A Sub-sampled Tensor Method for Non-convex Optimization
This work addresses optimization challenges in machine learning and data science by providing a scalable stochastic method for non-convex problems, though it is incremental as it matches existing deterministic rates.
The paper tackles the problem of finding local minima for smooth non-convex objective functions with a finite-sum structure by proposing a stochastic optimization method using sub-sampled derivatives and a fourth-order regularized model. It achieves a convergence rate of O(max(ε1^{-4/3}, ε2^{-2}, ε3^{-4})) iterations to find an (ε1, ε2, ε3)-third-order critical point, matching deterministic approaches.

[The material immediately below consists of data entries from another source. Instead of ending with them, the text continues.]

//! The bidirectional client channel as seen by a session.
//!
//! Outbound traffic goes through [`Transport`]; the production adapter is a
//! bounded queue drained by the connection's writer task, so concurrent sends
//! from one turn are safe. Inbound traffic is read through [`FrameSource`].

use async_trait::async_trait;
use axum::extract::ws::{Message as WsMessage, WebSocket};
use bytes::Bytes;
use futures::stream::SplitStream;
use futures::StreamExt;
use tokio::sync::mpsc;

use sawt_core::errors::TransportError;

/// A frame queued for the client.
#[derive(Clone, Debug, PartialEq, Eq)]
pub enum Outbound {
    Text(String),
    Binary(Bytes),
    /// Ask the writer to send a close frame and stop.
    Close,
}

/// A frame received from the client.
#[derive(Clone, Debug, PartialEq, Eq)]
pub enum InboundFrame {
    Binary(Bytes),
    Text(String),
    Close,
}

#[async_trait]
pub trait Transport: Send + Sync {
    /// Send a JSON envelope as a text frame.
    async fn send_text(&self, text: String) -> Result<(), TransportError>;

    async fn send_binary(&self, data: Bytes) -> Result<(), TransportError>;

    /// Close the channel from the server side.
    async fn close(&self) -> Result<(), TransportError>;
}

#[async_trait]
pub trait FrameSource: Send {
    /// Next inbound frame. A finished stream reports `Close`.
    async fn receive(&mut self) -> Result<InboundFrame, TransportError>;
}

/// Transport backed by the connection's outbound queue.
#[derive(Clone)]
pub struct ChannelTransport {
    tx: mpsc::Sender<Outbound>,
}

impl ChannelTransport {
    pub fn new(tx: mpsc::Sender<Outbound>) -> Self {
        Self { tx }
    }

    /// A transport plus the receiving end of its queue.
    pub fn channel(capacity: usize) -> (Self, mpsc::Receiver<Outbound>) {
        let (tx, rx) = mpsc::channel(capacity);
        (Self::new(tx), rx)
    }
}

#[async_trait]
impl Transport for ChannelTransport {
    async fn send_text(&self, text: String) -> Result<(), TransportError> {
        self.tx
            .send(Outbound::Text(text))
            .await
            .map_err(|_| TransportError::Closed)
    }

    async fn send_binary(&self, data: Bytes) -> Result<(), TransportError> {
        self.tx
            .send(Outbound::Binary(data))
            .await
            .map_err(|_| TransportError::Closed)
    }

    async fn close(&self) -> Result<(), TransportError> {
        self.tx
            .send(Outbound::Close)
            .await
            .map_err(|_| TransportError::Closed)
    }
}

/// Read half of an axum WebSocket.
pub struct WsFrameSource {
    inner: SplitStream<WebSocket>,
}

impl WsFrameSource {
    pub fn new(inner: SplitStream<WebSocket>) -> Self {
        Self { inner }
    }
}

#[async_trait]
impl FrameSource for WsFrameSource {
    async fn receive(&mut self) -> Result<InboundFrame, TransportError> {
        loop {
            match self.inner.next().await {
                Some(Ok(WsMessage::Binary(data))) => return Ok(InboundFrame::Binary(data)),
                Some(Ok(WsMessage::Text(text))) => {
                    return Ok(InboundFrame::Text(text.as_str().to_owned()));
                }
                Some(Ok(WsMessage::Close(_))) | None => return Ok(InboundFrame::Close),
                // axum answers pings itself
                Some(Ok(WsMessage::Ping(_) | WsMessage::Pong(_))) => {}
                Some(Err(e)) => return Err(TransportError::Receive(e.to_string())),
            }
        }
    }
}
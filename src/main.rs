use std::path::PathBuf;
use std::sync::Arc;

use anyhow::Context;
use clap::Parser;

use sawt_providers::ProviderStageFactory;
use sawt_server::ServerConfig;
use sawt_settings::SawtSettings;
use sawt_telemetry::{LogFormat, TelemetryConfig};

/// Realtime voice-chat bridge: audio in, transcript and spoken reply out.
#[derive(Debug, Parser)]
#[command(name = "sawt", version)]
struct Args {
    /// Settings file (defaults to ~/.sawt/settings.json).
    #[arg(long, value_name = "PATH")]
    config: Option<PathBuf>,

    /// Bind address, overriding settings and SAWT_HOST.
    #[arg(long)]
    host: Option<String>,

    /// Listen port, overriding settings and SAWT_PORT.
    #[arg(long)]
    port: Option<u16>,
}

#[tokio::main]
async fn main() -> anyhow::Result<()> {
    let args = Args::parse();

    let settings = load_settings(&args)?;
    init_logging(&settings)?;

    tracing::info!(
        transcription_model = %settings.transcription.model,
        agent_model = %settings.agent.model,
        voice = %settings.speech.voice_name,
        "starting Sawt backend"
    );

    let factory = ProviderStageFactory::from_settings(&settings)
        .context("failed to build provider clients")?;
    let config = ServerConfig::from(&settings.server);
    let handle = sawt_server::start(config, Arc::new(factory))
        .await
        .context("failed to start server")?;

    tracing::info!(port = handle.port, "Sawt server ready");

    tokio::signal::ctrl_c()
        .await
        .context("failed to listen for ctrl+c")?;

    handle.shutdown().await;
    Ok(())
}

fn load_settings(args: &Args) -> anyhow::Result<SawtSettings> {
    let path = args.config.clone().unwrap_or_else(sawt_settings::settings_path);
    let mut settings = sawt_settings::load_settings_from_path(&path)
        .with_context(|| format!("failed to load settings from {}", path.display()))?;

    if let Some(host) = &args.host {
        settings.server.host = host.clone();
    }
    if let Some(port) = args.port {
        settings.server.port = port;
    }
    Ok(settings)
}

fn init_logging(settings: &SawtSettings) -> anyhow::Result<()> {
    let format: LogFormat = settings.logging.format.parse()?;
    let config = TelemetryConfig {
        format,
        ..TelemetryConfig::default()
    }
    .with_level_str(&settings.logging.level)?;

    sawt_telemetry::init_telemetry(&config)?;
    Ok(())
}
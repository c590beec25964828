pub mod audio;
pub mod control;
pub mod errors;
pub mod events;
pub mod ids;
pub mod stages;
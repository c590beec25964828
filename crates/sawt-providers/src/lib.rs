pub mod agent;
pub mod factory;
pub mod huggingface;
pub mod mock;
pub mod speech;

pub use agent::AgentResponder;
pub use factory::ProviderStageFactory;
pub use huggingface::HuggingFaceTranscriber;
pub use speech::GoogleSynthesizer;
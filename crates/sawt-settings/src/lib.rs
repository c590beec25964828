//! # sawt-settings
//!
//! Settings are loaded from three layers (in priority order):
//! 1. **Compiled defaults** — [`SawtSettings::default()`]
//! 2. **User file** — `~/.sawt/settings.json` (deep-merged over defaults)
//! 3. **Environment variables** — highest priority
//!
//! The binary applies its CLI flags on top of the loaded value.

pub mod errors;
pub mod loader;
pub mod types;

pub use errors::{Result, SettingsError};
pub use loader::{deep_merge, load_settings, load_settings_from_path, settings_path};
pub use types::*;

#[cfg(test)]
mod tests {
    use super::*;

    #[test]
    fn default_settings_are_valid() {
        let settings = SawtSettings::default();
        assert_eq!(settings.server.port, 8000);
        assert_eq!(settings.server.host, "0.0.0.0");
        assert_eq!(settings.server.allowed_origins, vec!["http://localhost:3000"]);
        assert_eq!(settings.transcription.model, "openai/whisper-base");
        assert_eq!(settings.speech.voice_name, "en-US-Neural2-J");
        assert_eq!(settings.logging.level, "info");
        assert!(settings.agent.api_key.is_none());
    }
}
//! Output configuration types

/// Configuration for output formatting.
#[derive(Debug, Clone)]
pub struct OutputConfig {
    pub use_color: bool,
    /// Print the `N directories, M files` line after a tree
    pub show_report: bool,
}

impl Default for OutputConfig {
    fn default() -> Self {
        Self {
            use_color: false,
            show_report: true,
        }
    }
}

impl OutputConfig {
    pub fn plain() -> Self {
        Self::default()
    }
}
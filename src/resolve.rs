//! Lookup of commands and libraries by name
//!
//! Lets `finfo python3` inspect the binary a shell would run, and
//! `finfo --lib ssl` list the matching library files.

use std::env;
use std::ffi::OsStr;
use std::path::{Component, Path, PathBuf};

use glob::Pattern;
use tracing::debug;

use crate::error::{FinfoError, Result};

/// Directories searched for libraries before the loader environment variables.
const LIBRARY_DIRS: &[&str] = &[
    "/usr/lib",
    "/usr/local/lib",
    "/opt/homebrew/lib",
    "/lib",
    "/usr/lib64",
    "/usr/local/lib64",
];

const LIBRARY_EXTENSIONS: &[&str] = &[".dylib", ".so", ".a"];

/// True if `input` is a bare name rather than a path.
pub fn is_bare_name(input: &Path) -> bool {
    let mut components = input.components();
    matches!(components.next(), Some(Component::Normal(_))) && components.next().is_none()
}

/// Make `path` absolute and drop `.` and `..` components lexically.
///
/// Symlinks are left in place, so a link given on the command line is
/// still inspected as the link itself.
pub fn absolute_path(path: &Path) -> Result<PathBuf> {
    let absolute = std::path::absolute(path).map_err(|e| FinfoError::from_io(path, e))?;
    Ok(clean_path(&absolute))
}

/// Lexically normalize a path. `..` at the root stays at the root.
pub fn clean_path(path: &Path) -> PathBuf {
    let mut cleaned = PathBuf::new();
    for component in path.components() {
        match component {
            Component::CurDir => {}
            Component::ParentDir => match cleaned.components().next_back() {
                Some(Component::Normal(_)) => {
                    cleaned.pop();
                }
                Some(Component::RootDir | Component::Prefix(_)) => {}
                _ => cleaned.push(".."),
            },
            other => cleaned.push(other),
        }
    }
    if cleaned.as_os_str().is_empty() {
        cleaned.push(".");
    }
    cleaned
}

/// Find `name` in the directories listed in `PATH`.
pub fn resolve_command(name: &str) -> Result<PathBuf> {
    let path_var = env::var_os("PATH").unwrap_or_default();
    resolve_command_in(name, &path_var)
}

/// Find `name` in the directories of a `PATH`-style list.
pub fn resolve_command_in(name: &str, path_var: &OsStr) -> Result<PathBuf> {
    env::split_paths(path_var)
        .filter(|dir| !dir.as_os_str().is_empty())
        .map(|dir| dir.join(name))
        .find(|candidate| is_executable(candidate))
        .ok_or_else(|| FinfoError::NotFound(PathBuf::from(name)))
}

#[cfg(unix)]
fn is_executable(path: &Path) -> bool {
    use std::os::unix::fs::PermissionsExt;
    path.metadata()
        .map(|m| m.is_file() && m.permissions().mode() & 0o111 != 0)
        .unwrap_or(false)
}

#[cfg(not(unix))]
fn is_executable(path: &Path) -> bool {
    path.is_file()
}

/// Library search path: the standard directories plus the loader variables.
pub fn library_search_dirs() -> Vec<PathBuf> {
    let mut dirs: Vec<PathBuf> = LIBRARY_DIRS.iter().map(PathBuf::from).collect();
    for var in ["LD_LIBRARY_PATH", "DYLD_LIBRARY_PATH"] {
        if let Some(value) = env::var_os(var) {
            dirs.extend(env::split_paths(&value).filter(|d| !d.as_os_str().is_empty()));
        }
    }
    dirs
}

/// Find library files for `name` (`ssl`, `libssl`, `libssl.so` all work).
pub fn find_library(name: &str) -> Result<Vec<PathBuf>> {
    find_library_in(name, &library_search_dirs())
}

/// Find library files for `name` in the given directories.
///
/// Results are sorted and deduplicated.
pub fn find_library_in(name: &str, dirs: &[PathBuf]) -> Result<Vec<PathBuf>> {
    let base = library_base_name(name);
    if base.is_empty() {
        return Err(FinfoError::InvalidArgument(format!(
            "'{}' is not a library name",
            name
        )));
    }

    let escaped = Pattern::escape(base);
    let patterns = [
        format!("lib{}.dylib", escaped),
        format!("lib{}.so", escaped),
        format!("lib{}.so.*", escaped),
        format!("lib{}.a", escaped),
        format!("{}.dylib", escaped),
        format!("{}.so", escaped),
        format!("{}.a", escaped),
    ];

    let mut found = Vec::new();
    for dir in dirs.iter().filter(|d| d.is_dir()) {
        let escaped_dir = Pattern::escape(&dir.to_string_lossy());
        for pattern in &patterns {
            let full = format!("{}/{}", escaped_dir, pattern);
            match glob::glob(&full) {
                Ok(paths) => found.extend(paths.filter_map(|p| p.ok())),
                Err(err) => debug!(pattern = %full, error = %err, "bad library pattern"),
            }
        }
    }

    found.sort();
    found.dedup();

    if found.is_empty() {
        return Err(FinfoError::NotFound(PathBuf::from(name)));
    }
    Ok(found)
}

/// Strip a `lib` prefix and a library extension from a name.
fn library_base_name(name: &str) -> &str {
    let mut base = name.strip_prefix("lib").unwrap_or(name);
    for ext in LIBRARY_EXTENSIONS {
        if let Some(stripped) = base.strip_suffix(ext) {
            base = stripped;
        }
    }
    base
}

#[cfg(test)]
mod tests {
    use std::ffi::OsString;
    use std::fs;

    use tempfile::TempDir;

    use super::*;

    #[test]
    fn test_clean_path() {
        assert_eq!(clean_path(Path::new("/tmp/b/../a/f.txt")), PathBuf::from("/tmp/a/f.txt"));
        assert_eq!(clean_path(Path::new("/tmp/./a//f")), PathBuf::from("/tmp/a/f"));
        assert_eq!(clean_path(Path::new("/../etc")), PathBuf::from("/etc"));
        assert_eq!(clean_path(Path::new("a/../../b")), PathBuf::from("../b"));
        assert_eq!(clean_path(Path::new("a/..")), PathBuf::from("."));
    }

    #[test]
    fn test_absolute_path_has_no_dot_segments() {
        let resolved = absolute_path(Path::new("../x/./y")).unwrap();
        assert!(resolved.is_absolute());
        assert!(
            !resolved
                .components()
                .any(|c| matches!(c, Component::CurDir | Component::ParentDir))
        );
        assert!(resolved.ends_with("x/y"));
    }

    #[test]
    fn test_is_bare_name() {
        assert!(is_bare_name(Path::new("python3")));
        assert!(!is_bare_name(Path::new("./python3")));
        assert!(!is_bare_name(Path::new("bin/python3")));
        assert!(!is_bare_name(Path::new("/usr/bin/python3")));
    }

    #[test]
    fn test_library_base_name() {
        assert_eq!(library_base_name("ssl"), "ssl");
        assert_eq!(library_base_name("libssl"), "ssl");
        assert_eq!(library_base_name("libssl.so"), "ssl");
        assert_eq!(library_base_name("libz.dylib"), "z");
        assert_eq!(library_base_name("lib"), "");
    }

    #[cfg(unix)]
    #[test]
    fn test_resolve_command_in_path_list() {
        use std::os::unix::fs::PermissionsExt;

        let empty = TempDir::new().unwrap();
        let bin = TempDir::new().unwrap();
        let tool = bin.path().join("mytool");
        fs::write(&tool, "#!/bin/sh\n").unwrap();
        fs::set_permissions(&tool, fs::Permissions::from_mode(0o755)).unwrap();

        let path_var = env::join_paths([empty.path(), bin.path()]).unwrap();
        assert_eq!(resolve_command_in("mytool", &path_var).unwrap(), tool);

        let err = resolve_command_in("not-a-real-tool", &path_var).unwrap_err();
        assert!(matches!(err, FinfoError::NotFound(_)));
    }

    #[cfg(unix)]
    #[test]
    fn test_resolve_skips_non_executable() {
        let bin = TempDir::new().unwrap();
        fs::write(bin.path().join("data"), "x").unwrap();
        let path_var = OsString::from(bin.path().as_os_str());
        assert!(resolve_command_in("data", &path_var).is_err());
    }

    #[test]
    fn test_find_library_in_dirs() {
        let libs = TempDir::new().unwrap();
        for name in ["libfoo.so", "libfoo.so.1.2", "libfoo.a", "libbar.so", "foo.txt"] {
            fs::write(libs.path().join(name), "").unwrap();
        }

        let found = find_library_in("foo", &[libs.path().to_path_buf()]).unwrap();
        let names: Vec<_> = found
            .iter()
            .map(|p| p.file_name().unwrap().to_string_lossy().to_string())
            .collect();
        assert_eq!(names, vec!["libfoo.a", "libfoo.so", "libfoo.so.1.2"]);

        let missing = find_library_in("nothing", &[libs.path().to_path_buf()]);
        assert!(matches!(missing, Err(FinfoError::NotFound(_))));
    }
}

We present a stochastic optimization method that uses a fourth-order regularized model to find local minima of smooth and potentially non-convex objective functions with a finite-sum structure. This algorithm uses sub-sampled derivatives instead of exact quantities. The proposed approach is shown to find an $(ε_1,ε_2,ε_3)$-third-order critical point in at most $\bigO\left(\max\left(ε_1^{-4/3}, ε_2^{-2}, ε_3^{-4}\right)\right)$ iterations, thereby matching the rate of deterministic approaches. In order to prove this result, we derive a novel tensor concentration inequality for sums of tensors of any order that makes explicit use of the finite-sum structure of the objective function.